Segment Start: Task input

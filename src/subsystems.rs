//! Collaborator interfaces used while preparing a command's environment.
//!
//! The orchestrator only talks to the filesystem, the resource cache and the
//! build system through these traits. Local implementations back the real
//! binary; tests substitute recording fakes.

use std::fs;
use std::io;
use std::path::{Path, PathBuf};

/// Directory primitives.
pub trait FileSystem {
    fn dir_exists(&self, path: &Path) -> bool;

    /// Attempt to create `path` and any missing parents.
    ///
    /// Callers must not trust the return value alone: the environment
    /// preparer re-checks [`FileSystem::dir_exists`] afterwards.
    fn create_dir(&self, path: &Path) -> io::Result<()>;
}

/// Ordered list of directories the host searches for resources.
pub trait ResourceCache {
    fn add_resource_dir(&mut self, path: &Path);

    /// Registered directories, in registration order.
    fn resource_dirs(&self) -> Vec<PathBuf>;
}

/// Build output location.
pub trait BuildSystem {
    fn set_build_path(&mut self, path: &Path);

    fn build_path(&self) -> Option<PathBuf>;
}

/// [`FileSystem`] backed by `std::fs`.
#[derive(Debug, Default, Clone, Copy)]
pub struct LocalFileSystem;

impl FileSystem for LocalFileSystem {
    fn dir_exists(&self, path: &Path) -> bool {
        path.is_dir()
    }

    fn create_dir(&self, path: &Path) -> io::Result<()> {
        fs::create_dir_all(path)
    }
}

/// In-process resource search list.
#[derive(Debug, Default, Clone)]
pub struct ResourceDirs {
    dirs: Vec<PathBuf>,
}

impl ResourceCache for ResourceDirs {
    fn add_resource_dir(&mut self, path: &Path) {
        // Re-adding a directory is a no-op, matching the host's search list.
        if !self.dirs.iter().any(|dir| dir == path) {
            self.dirs.push(path.to_path_buf());
        }
    }

    fn resource_dirs(&self) -> Vec<PathBuf> {
        self.dirs.clone()
    }
}

/// In-process build path holder.
#[derive(Debug, Default, Clone)]
pub struct BuildPaths {
    build_path: Option<PathBuf>,
}

impl BuildSystem for BuildPaths {
    fn set_build_path(&mut self, path: &Path) {
        tracing::debug!(path = %path.display(), "build path set");
        self.build_path = Some(path.to_path_buf());
    }

    fn build_path(&self) -> Option<PathBuf> {
        self.build_path.clone()
    }
}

Segment End: Task input

* [Exercise instructions]:
Print the entries once more, character for character.

* [Solution to this task]:
filename src/subsystems.rs
//! Collaborator interfaces used while preparing a command's environment.
//!
//! The orchestrator only talks to the filesystem, the resource cache and the
//! build system through these traits. Local implementations back the real
//! binary; tests substitute recording fakes.

use std::fs;
use std::io;
use std::path::{Path, PathBuf};

/// Directory primitives.
pub trait FileSystem {
    fn dir_exists(&self, path: &Path) -> bool;

    /// Attempt to create `path` and any missing parents.
    ///
    /// Callers must not trust the return value alone: the environment
    /// preparer re-checks [`FileSystem::dir_exists`] afterwards.
    fn create_dir(&self, path: &Path) -> io::Result<()>;
}

/// Ordered list of directories the host searches for resources.
pub trait ResourceCache {
    fn add_resource_dir(&mut self, path: &Path);

    /// Registered directories, in registration order.
    fn resource_dirs(&self) -> Vec<PathBuf>;
}

/// Build output location.
pub trait BuildSystem {
    fn set_build_path(&mut self, path: &Path);

    fn build_path(&self) -> Option<PathBuf>;
}

/// [`FileSystem`] backed by `std::fs`.
#[derive(Debug, Default, Clone, Copy)]
pub struct LocalFileSystem;

impl FileSystem for LocalFileSystem {
    fn dir_exists(&self, path: &Path) -> bool {
        path.is_dir()
    }

    fn create_dir(&self, path: &Path) -> io::Result<()> {
        fs::create_dir_all(path)
    }
}

/// In-process resource search list.
#[derive(Debug, Default, Clone)]
pub struct ResourceDirs {
    dirs: Vec<PathBuf>,
}

impl ResourceCache for ResourceDirs {
    fn add_resource_dir(&mut self, path: &Path) {
        // Re-adding a directory is a no-op, matching the host's search list.
        if !self.dirs.iter().any(|dir| dir == path) {
            self.dirs.push(path.to_path_buf());
        }
    }

    fn resource_dirs(&self) -> Vec<PathBuf> {
        self.dirs.clone()
    }
}

/// In-process build path holder.
#[derive(Debug, Default, Clone)]
pub struct BuildPaths {
    build_path: Option<PathBuf>,
}

impl BuildSystem for BuildPaths {
    fn set_build_path(&mut self, path: &Path) {
        tracing::debug!(path = %path.display(), "build path set");
        self.build_path = Some(path.to_path_buf());
    }

    fn build_path(&self) -> Option<PathBuf> {
        self.build_path.clone()
    }
}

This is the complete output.